### To do:
What is needed is an exact copy of the lines from the one containing "fn on_reconnect_due(&mut self, kind: ChannelKind, seq: u64)" through the last line of the entries below, both included.

------------------------------------------------------------

//! The single event loop behind a [`MarketLink`](super::MarketLink).
//!
//! Owns both transport channels, their reconnect policies and timers, the
//! shared heartbeat, and the only write path into the store. Everything that
//! happens to the streaming side is serialised through [`Supervisor::run`].

use std::sync::Arc;
use std::time::Duration;

use tokio::sync::{mpsc, oneshot};
use tokio::task::JoinHandle;
use tracing::{debug, error, info, trace, warn};

use super::dispatcher::Dispatcher;
use super::heartbeat::{ping_frame, Heartbeat};
use super::reconnect::{ReconnectDecision, ReconnectPolicy};
use super::status::{ChannelStatus, StatusAggregator};
use super::transport::{ChannelEvent, TransportChannel};
use super::{ChannelKind, ChannelState};
use crate::config::ClientConfig;
use crate::store::StateStore;

const EVENT_BUFFER: usize = 1024;
const CLOSE_GRACE: Duration = Duration::from_secs(1);

#[derive(Debug)]
pub(crate) enum Command {
    Reset,
    Shutdown(oneshot::Sender<()>),
}

struct Slot {
    channel: TransportChannel,
    policy: ReconnectPolicy,
    // single authoritative reconnect timer; replaced, never stacked
    timer: Option<JoinHandle<()>>,
    timer_seq: u64,
}

impl Slot {
    fn status(&self) -> ChannelStatus {
        ChannelStatus {
            state: self.channel.state(),
            reconnect_attempts: self.policy.attempts(),
            exhausted: self.policy.is_exhausted(),
        }
    }

    fn cancel_timer(&mut self) -> bool {
        match self.timer.take() {
            Some(timer) => {
                timer.abort();
                true
            }
            None => false,
        }
    }
}

pub(crate) struct Supervisor {
    market_data: Slot,
    trades: Slot,
    dispatcher: Dispatcher,
    status: StatusAggregator,
    heartbeat: Heartbeat,
    events: mpsc::Receiver<ChannelEvent>,
    timers_tx: mpsc::UnboundedSender<(ChannelKind, u64)>,
    timers: mpsc::UnboundedReceiver<(ChannelKind, u64)>,
    commands: mpsc::Receiver<Command>,
}

impl Supervisor {
    pub(crate) fn new(
        config: &ClientConfig,
        store: Arc<StateStore>,
        status: StatusAggregator,
        commands: mpsc::Receiver<Command>,
    ) -> Self {
        let (events_tx, events) = mpsc::channel(EVENT_BUFFER);
        let (timers_tx, timers) = mpsc::unbounded_channel();
        let slot = |kind: ChannelKind| Slot {
            channel: TransportChannel::new(kind, config.ws_url(kind), events_tx.clone()),
            policy: ReconnectPolicy::new(config.reconnect_max_attempts, config.reconnect_base_delay()),
            timer: None,
            timer_seq: 0,
        };
        Self {
            market_data: slot(ChannelKind::MarketData),
            trades: slot(ChannelKind::Trades),
            dispatcher: Dispatcher::new(store),
            status,
            heartbeat: Heartbeat::new(config.heartbeat_interval()),
            events,
            timers_tx,
            timers,
            commands,
        }
    }

    fn slot(&self, kind: ChannelKind) -> &Slot {
        match kind {
            ChannelKind::MarketData => &self.market_data,
            ChannelKind::Trades => &self.trades,
        }
    }

    fn slot_mut(&mut self, kind: ChannelKind) -> &mut Slot {
        match kind {
            ChannelKind::MarketData => &mut self.market_data,
            ChannelKind::Trades => &mut self.trades,
        }
    }

    fn publish(&self) {
        self.status.publish(self.market_data.status(), self.trades.status());
    }

    pub(crate) async fn run(mut self) {
        info!(
            market_data = %self.market_data.channel.url(),
            trades = %self.trades.channel.url(),
            heartbeat_ms = self.heartbeat.period().as_millis() as u64,
            "Stream supervisor started"
        );
        for kind in ChannelKind::ALL {
            self.open(kind);
        }
        self.publish();

        loop {
            tokio::select! {
                Some(event) = self.events.recv() => self.on_channel_event(event),
                Some((kind, seq)) = self.timers.recv() => self.on_reconnect_due(kind, seq),
                _ = self.heartbeat.tick() => self.on_heartbeat(),
                command = self.commands.recv() => match command {
                    Some(Command::Reset) => self.reset(),
                    Some(Command::Shutdown(ack)) => {
                        // later commands fail fast instead of queueing
                        self.commands.close();
                        self.teardown().await;
                        let _ = ack.send(());
                        break;
                    }
                    // every handle dropped
                    None => {
                        self.teardown().await;
                        break;
                    }
                },
            }
        }
        info!("Stream supervisor stopped");
    }

    fn open(&mut self, kind: ChannelKind) {
        let slot = self.slot_mut(kind);
        slot.policy.on_connecting();
        slot.channel.open();
    }

    fn on_channel_event(&mut self, event: ChannelEvent) {
        match event {
            ChannelEvent::Opened { channel, generation } => {
                let slot = self.slot_mut(channel);
                if !slot.channel.on_opened(generation) {
                    trace!(%channel, generation, "Stale open event");
                    return;
                }
                slot.policy.on_open();
                info!(%channel, "Channel open");
                self.publish();
            }
            ChannelEvent::Message { channel, generation, text } => {
                if !self.slot(channel).channel.is_current(generation) {
                    trace!(%channel, generation, "Stale frame");
                    return;
                }
                metrics::counter!("marketlink_frames_total", "channel" => channel.as_str()).increment(1);
                if let Err(e) = self.dispatcher.dispatch(channel, &text) {
                    warn!(%channel, error = %e, "Dropping inbound frame");
                    metrics::counter!("marketlink_frames_dropped_total", "channel" => channel.as_str())
                        .increment(1);
                }
            }
            ChannelEvent::Error { channel, generation, error } => {
                if self.slot(channel).channel.is_current(generation) {
                    warn!(%channel, %error, "Channel error");
                }
            }
            ChannelEvent::Closed { channel, generation, reason } => {
                if !self.slot_mut(channel).channel.on_closed(generation) {
                    trace!(%channel, generation, "Stale close event");
                    return;
                }
                info!(%channel, %reason, "Channel closed");
                self.schedule_reconnect(channel);
                self.publish();
            }
        }
    }

    /// Exactly one decision per live close.
    fn schedule_reconnect(&mut self, kind: ChannelKind) {
        let timers_tx = self.timers_tx.clone();
        let slot = self.slot_mut(kind);
        match slot.policy.on_close() {
            ReconnectDecision::Schedule { attempt, delay } => {
                if slot.cancel_timer() {
                    debug!(channel = %kind, "Replacing pending reconnect timer");
                }
                slot.timer_seq += 1;
                let seq = slot.timer_seq;
                slot.timer = Some(tokio::spawn(async move {
                    tokio::time::sleep(delay).await;
                    let _ = timers_tx.send((kind, seq));
                }));
                info!(channel = %kind, attempt, delay_ms = delay.as_millis() as u64, "Reconnect scheduled");
                metrics::counter!("marketlink_reconnects_total", "channel" => kind.as_str()).increment(1);
            }
            ReconnectDecision::Exhausted => {
                slot.cancel_timer();
                error!(
                    channel = %kind,
                    max_attempts = slot.policy.max_attempts(),
                    "Reconnect attempts exhausted, waiting for reset"
                );
            }
        }
    }

    fn on_reconnect_due(&mut self, kind: ChannelKind, seq: u64) {
        let slot = self.slot_mut(kind);
        if slot.timer.is_none() || seq != slot.timer_seq {
            trace!(channel = %kind, seq, "Stale reconnect timer");
            return;
        }
        slot.timer = None;
        debug!(channel = %kind, attempt = slot.policy.attempts(), "Reconnecting");
        self.open(kind);
        self.publish();
    }

    fn on_heartbeat(&mut self) {
        for kind in ChannelKind::ALL {
            let slot = self.slot(kind);
            if slot.channel.state() == ChannelState::Open && slot.channel.send(ping_frame()) {
                trace!(channel = %kind, "Heartbeat sent");
            }
        }
    }

    /// External reset: forget failures and reconnect anything that is down.
    fn reset(&mut self) {
        info!("Resetting stream channels");
        for kind in ChannelKind::ALL {
            let slot = self.slot_mut(kind);
            slot.cancel_timer();
            slot.policy.reset();
            if slot.channel.state() == ChannelState::Closed {
                self.open(kind);
            }
        }
        self.publish();
    }

    async fn teardown(&mut self) {
        let mut pending = Vec::new();
        for kind in ChannelKind::ALL {
            let slot = self.slot_mut(kind);
            slot.cancel_timer();
            if let Some(task) = slot.channel.close() {
                pending.push((kind, task));
            }
        }
        self.publish();

        for (kind, mut task) in pending {
            if tokio::time::timeout(CLOSE_GRACE, &mut task).await.is_err() {
                debug!(channel = %kind, "Close handshake timed out, aborting connection task");
                task.abort();
            }
        }
    }
}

------------------------------------------------------------

### Response for this exercise:
    fn on_reconnect_due(&mut self, kind: ChannelKind, seq: u64) {
        let slot = self.slot_mut(kind);
        if slot.timer.is_none() || seq != slot.timer_seq {
            trace!(channel = %kind, seq, "Stale reconnect timer");
            return;
        }
        slot.timer = None;
        debug!(channel = %kind, attempt = slot.policy.attempts(), "Reconnecting");
        self.open(kind);
        self.publish();
    }

    fn on_heartbeat(&mut self) {
        for kind in ChannelKind::ALL {
            let slot = self.slot(kind);
            if slot.channel.state() == ChannelState::Open && slot.channel.send(ping_frame()) {
                trace!(channel = %kind, "Heartbeat sent");
            }
        }
    }

    /// External reset: forget failures and reconnect anything that is down.
    fn reset(&mut self) {
        info!("Resetting stream channels");
        for kind in ChannelKind::ALL {
            let slot = self.slot_mut(kind);
            slot.cancel_timer();
            slot.policy.reset();
            if slot.channel.state() == ChannelState::Closed {
                self.open(kind);
            }
        }
        self.publish();
    }

    async fn teardown(&mut self) {
        let mut pending = Vec::new();
        for kind in ChannelKind::ALL {
            let slot = self.slot_mut(kind);
            slot.cancel_timer();
            if let Some(task) = slot.channel.close() {
                pending.push((kind, task));
            }
        }
        self.publish();

        for (kind, mut task) in pending {
            if tokio::time::timeout(CLOSE_GRACE, &mut task).await.is_err() {
                debug!(channel = %kind, "Close handshake timed out, aborting connection task");
                task.abort();
            }
        }
    }
}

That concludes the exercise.